[[ Data under study open ]]

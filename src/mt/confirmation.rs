//! MT900 confirmation of debit and MT910 confirmation of credit.

use super::codec;
use super::types::check_tag_content;
use super::{MtDocument, MtType};
use crate::error::{Error, Result};
use crate::types::{round_amount, DebitCredit};
use chrono::{DateTime, FixedOffset, NaiveDate};
use rust_decimal::Decimal;
use std::io::{Read, Write};

/// Width and line limit of `:72:` and `:50K:`.
const NARRATIVE_WIDTH: usize = 35;
const INFO_MAX_LINES: usize = 6;
const PARTY_MAX_LINES: usize = 4;

/// A debit (MT900) or credit (MT910) confirmation.
#[derive(Debug, Clone, PartialEq, Eq)]
pub struct ConfirmationDocument {
    debit_credit: DebitCredit,
    reference_id: String,
    related_reference: String,
    account_id: String,
    creation_date_time: Option<DateTime<FixedOffset>>,
    value_date: NaiveDate,
    currency: String,
    amount: Decimal,
    ordering_customer: Vec<String>,
    ordering_institution: Option<String>,
    sender_to_receiver_information: Option<String>,
}

impl ConfirmationDocument {
    pub fn new(
        debit_credit: DebitCredit,
        reference_id: impl Into<String>,
        related_reference: impl Into<String>,
        account_id: impl Into<String>,
        value_date: NaiveDate,
        currency: impl Into<String>,
        amount: Decimal,
    ) -> Result<Self> {
        let reference_id = reference_id.into();
        let related_reference = related_reference.into();
        let account_id = account_id.into();
        check_tag_content("reference id", &reference_id)?;
        check_tag_content("related reference", &related_reference)?;
        check_tag_content("account id", &account_id)?;
        Ok(Self {
            debit_credit,
            reference_id,
            related_reference,
            account_id,
            creation_date_time: None,
            value_date,
            currency: currency.into(),
            amount: round_amount(amount.abs()),
            ordering_customer: Vec::new(),
            ordering_institution: None,
            sender_to_receiver_information: None,
        })
    }

    pub fn with_creation_date_time(self, created: DateTime<FixedOffset>) -> Self {
        Self {
            creation_date_time: Some(created),
            ..self
        }
    }

    /// Name and address lines for `:50K:` (credit confirmations only).
    pub fn with_ordering_customer(self, lines: impl IntoIterator<Item = impl Into<String>>) -> Self {
        Self {
            ordering_customer: lines.into_iter().map(Into::into).collect(),
            ..self
        }
    }

    /// BIC for `:52A:`.
    pub fn with_ordering_institution(self, bic: impl Into<String>) -> Self {
        Self {
            ordering_institution: Some(bic.into()),
            ..self
        }
    }

    pub fn with_sender_to_receiver_information(self, text: impl Into<String>) -> Self {
        Self {
            sender_to_receiver_information: Some(text.into()),
            ..self
        }
    }

    pub fn mt_type(&self) -> MtType {
        match self.debit_credit {
            DebitCredit::Debit => MtType::Mt900,
            DebitCredit::Credit => MtType::Mt910,
        }
    }

    pub fn debit_credit(&self) -> DebitCredit {
        self.debit_credit
    }

    pub fn reference_id(&self) -> &str {
        &self.reference_id
    }

    pub fn related_reference(&self) -> &str {
        &self.related_reference
    }

    pub fn account_id(&self) -> &str {
        &self.account_id
    }

    pub fn creation_date_time(&self) -> Option<&DateTime<FixedOffset>> {
        self.creation_date_time.as_ref()
    }

    pub fn value_date(&self) -> NaiveDate {
        self.value_date
    }

    pub fn currency(&self) -> &str {
        &self.currency
    }

    pub fn amount(&self) -> Decimal {
        self.amount
    }

    pub fn ordering_customer(&self) -> &[String] {
        &self.ordering_customer
    }

    pub fn ordering_institution(&self) -> Option<&str> {
        self.ordering_institution.as_deref()
    }

    pub fn sender_to_receiver_information(&self) -> Option<&str> {
        self.sender_to_receiver_information.as_deref()
    }

    /// Parse as MT900 or MT910; the type fixes the direction.
    pub fn parse_as(mt_type: MtType, text: &str) -> Result<Self> {
        let debit_credit = match mt_type {
            MtType::Mt900 => DebitCredit::Debit,
            MtType::Mt910 => DebitCredit::Credit,
            other => {
                return Err(Error::InvalidArgument(format!("{} is not a confirmation", other)));
            }
        };

        let fields = codec::split_fields(text)?;
        let reference_id = codec::required(&fields, "20", "transaction reference")?;
        let related_reference = codec::required(&fields, "21", "related reference")?;
        let account_id = codec::required(&fields, "25", "account identification")?;
        let value = codec::required(&fields, "32A", "value date, currency, amount")?;
        if value.len() < 10 || !value.is_ascii() {
            return Err(Error::ParseError(format!("invalid :32A: '{}'", value)));
        }
        let value_date = codec::parse_date(&value[..6])?;
        let currency = &value[6..9];
        let amount = codec::parse_amount(&value[9..])?;

        let mut doc = Self::new(
            debit_credit,
            reference_id,
            related_reference,
            account_id,
            value_date,
            currency,
            amount,
        )?;
        if let Some(field) = codec::find(&fields, "13D") {
            doc.creation_date_time = Some(codec::parse_date_time(&field.joined())?);
        }
        if let Some(field) = codec::find(&fields, "50K") {
            doc.ordering_customer = field.lines().map(|l| l.trim().to_string()).collect();
        }
        doc.ordering_institution = codec::find(&fields, "52A").map(|f| f.joined().trim().to_string());
        doc.sender_to_receiver_information = codec::find(&fields, "72").map(|f| f.joined());
        Ok(doc)
    }

    pub fn from_read<R: Read>(reader: &mut R, mt_type: MtType) -> Result<Self> {
        let mut text = String::new();
        reader.read_to_string(&mut text)?;
        Self::parse_as(mt_type, &text)
    }

    pub fn write_to<W: Write>(&self, writer: &mut W) -> Result<()> {
        let text = ConfirmationGenerator::new(self.mt_type())?.generate(self)?;
        writer.write_all(text.as_bytes())?;
        Ok(())
    }
}

impl TryFrom<MtDocument> for ConfirmationDocument {
    type Error = Error;

    fn try_from(doc: MtDocument) -> Result<Self> {
        match doc {
            MtDocument::Confirmation(doc) => Ok(doc),
            other => Err(Error::InvalidArgument(format!(
                "expected MT900/MT910, got {}",
                other.mt_type()
            ))),
        }
    }
}

/// Writes MT900 or MT910, refusing confirmations of the other direction.
#[derive(Debug, Clone)]
pub struct ConfirmationGenerator {
    mt_type: MtType,
}

impl ConfirmationGenerator {
    pub fn new(mt_type: MtType) -> Result<Self> {
        match mt_type {
            MtType::Mt900 | MtType::Mt910 => Ok(Self { mt_type }),
            other => Err(Error::InvalidArgument(format!("{} is not a confirmation", other))),
        }
    }

    pub fn generate_document(&self, doc: &MtDocument) -> Result<String> {
        match doc {
            MtDocument::Confirmation(doc) => self.generate(doc),
            other => Err(Error::InvalidArgument(format!(
                "{} generator cannot write {}",
                self.mt_type,
                other.mt_type()
            ))),
        }
    }

    pub fn generate(&self, doc: &ConfirmationDocument) -> Result<String> {
        if doc.mt_type() != self.mt_type {
            return Err(Error::InvalidArgument(format!(
                "{} generator cannot write a {} confirmation",
                self.mt_type,
                doc.mt_type()
            )));
        }

        let mut lines = vec![
            format!(":20:{}", doc.reference_id),
            format!(":21:{}", doc.related_reference),
            format!(":25:{}", doc.account_id),
        ];
        if let Some(created) = &doc.creation_date_time {
            lines.push(format!(":13D:{}", codec::format_date_time(created)));
        }
        lines.push(format!(
            ":32A:{}{}{}",
            codec::format_date(doc.value_date),
            doc.currency,
            codec::format_amount(doc.amount)
        ));
        if self.mt_type == MtType::Mt910 && !doc.ordering_customer.is_empty() {
            let party: Vec<String> = doc
                .ordering_customer
                .iter()
                .take(PARTY_MAX_LINES)
                .map(|l| l.chars().take(NARRATIVE_WIDTH).collect())
                .collect();
            for (i, line) in party.iter().enumerate() {
                codec::check_field_text("ordering customer", line)?;
                if i == 0 {
                    lines.push(format!(":50K:{}", line));
                } else if codec::breaks_message(line) {
                    return Err(Error::InvalidArgument(format!("ordering customer line '{}' reads as a tag", line)));
                } else {
                    lines.push(line.clone());
                }
            }
        }
        if let Some(bic) = &doc.ordering_institution {
            lines.push(format!(":52A:{}", bic));
        }
        if let Some(info) = &doc.sender_to_receiver_information {
            lines.extend(codec::wrap_field("72", info, NARRATIVE_WIDTH, INFO_MAX_LINES)?);
        }
        Ok(codec::assemble(&lines))
    }
}

#[cfg(test)]
mod tests {
    use super::*;
    use pretty_assertions::assert_eq;

    fn credit() -> ConfirmationDocument {
        ConfirmationDocument::new(
            DebitCredit::Credit,
            "C11126A1378",
            "5482ABC",
            "DE0012",
            NaiveDate::from_ymd_opt(2025, 1, 1).unwrap(),
            "EUR",
            Decimal::new(123456, 2),
        )
        .unwrap()
    }

    #[test]
    fn test_generate_mt910() {
        let doc = credit()
            .with_ordering_customer(["ACME GmbH", "Hauptstr. 1"])
            .with_ordering_institution("COBADEFFXXX")
            .with_sender_to_receiver_information("/REC/INVOICE 4711");
        let text = ConfirmationGenerator::new(MtType::Mt910).unwrap().generate(&doc).unwrap();
        assert_eq!(
            text,
            [
                ":20:C11126A1378",
                ":21:5482ABC",
                ":25:DE0012",
                ":32A:250101EUR1234,56",
                ":50K:ACME GmbH",
                "Hauptstr. 1",
                ":52A:COBADEFFXXX",
                ":72:/REC/INVOICE 4711",
                "-",
            ]
            .join("\r\n")
        );
    }

    #[test]
    fn test_direction_mismatch_rejected() {
        let err = ConfirmationGenerator::new(MtType::Mt900)
            .unwrap()
            .generate(&credit())
            .unwrap_err();
        assert!(matches!(err, Error::InvalidArgument(_)));
        assert!(ConfirmationGenerator::new(MtType::Mt940).is_err());
    }

    #[test]
    fn test_round_trip() {
        let doc = credit()
            .with_creation_date_time(DateTime::parse_from_rfc3339("2025-01-01T09:00:00+01:00").unwrap())
            .with_ordering_customer(["ACME GmbH"])
            .with_sender_to_receiver_information("x".repeat(50));
        let text = ConfirmationGenerator::new(MtType::Mt910).unwrap().generate(&doc).unwrap();
        let parsed = ConfirmationDocument::parse_as(MtType::Mt910, &text).unwrap();
        assert_eq!(parsed, doc);
    }

    #[test]
    fn test_narrative_never_forms_a_tag() {
        let info = format!("{}:20:FAKE", "x".repeat(35));
        let doc = credit().with_sender_to_receiver_information(info.clone());
        let text = ConfirmationGenerator::new(MtType::Mt910).unwrap().generate(&doc).unwrap();
        assert_eq!(text.split("\r\n").filter(|l| l.starts_with(":20:")).count(), 1);
        let parsed = ConfirmationDocument::parse_as(MtType::Mt910, &text).unwrap();
        assert_eq!(parsed.sender_to_receiver_information(), Some(info.as_str()));

        let doc = credit().with_ordering_customer(["ACME GmbH", "-"]);
        let err = ConfirmationGenerator::new(MtType::Mt910).unwrap().generate(&doc).unwrap_err();
        assert!(matches!(err, Error::InvalidArgument(_)));
    }

    #[test]
    fn test_parse_mt900_missing_related_reference() {
        let err = ConfirmationDocument::parse_as(MtType::Mt900, ":20:A\r\n:25:B\r\n:32A:250101EUR1,00\r\n-")
            .unwrap_err();
        assert!(matches!(err, Error::MissingField(_)));
    }
}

[[ Data under study closed ]]

Assignment
The string "Decimal" may appear in the lines of the records above. State how many lines contain it, with no other words.

Problem solution
5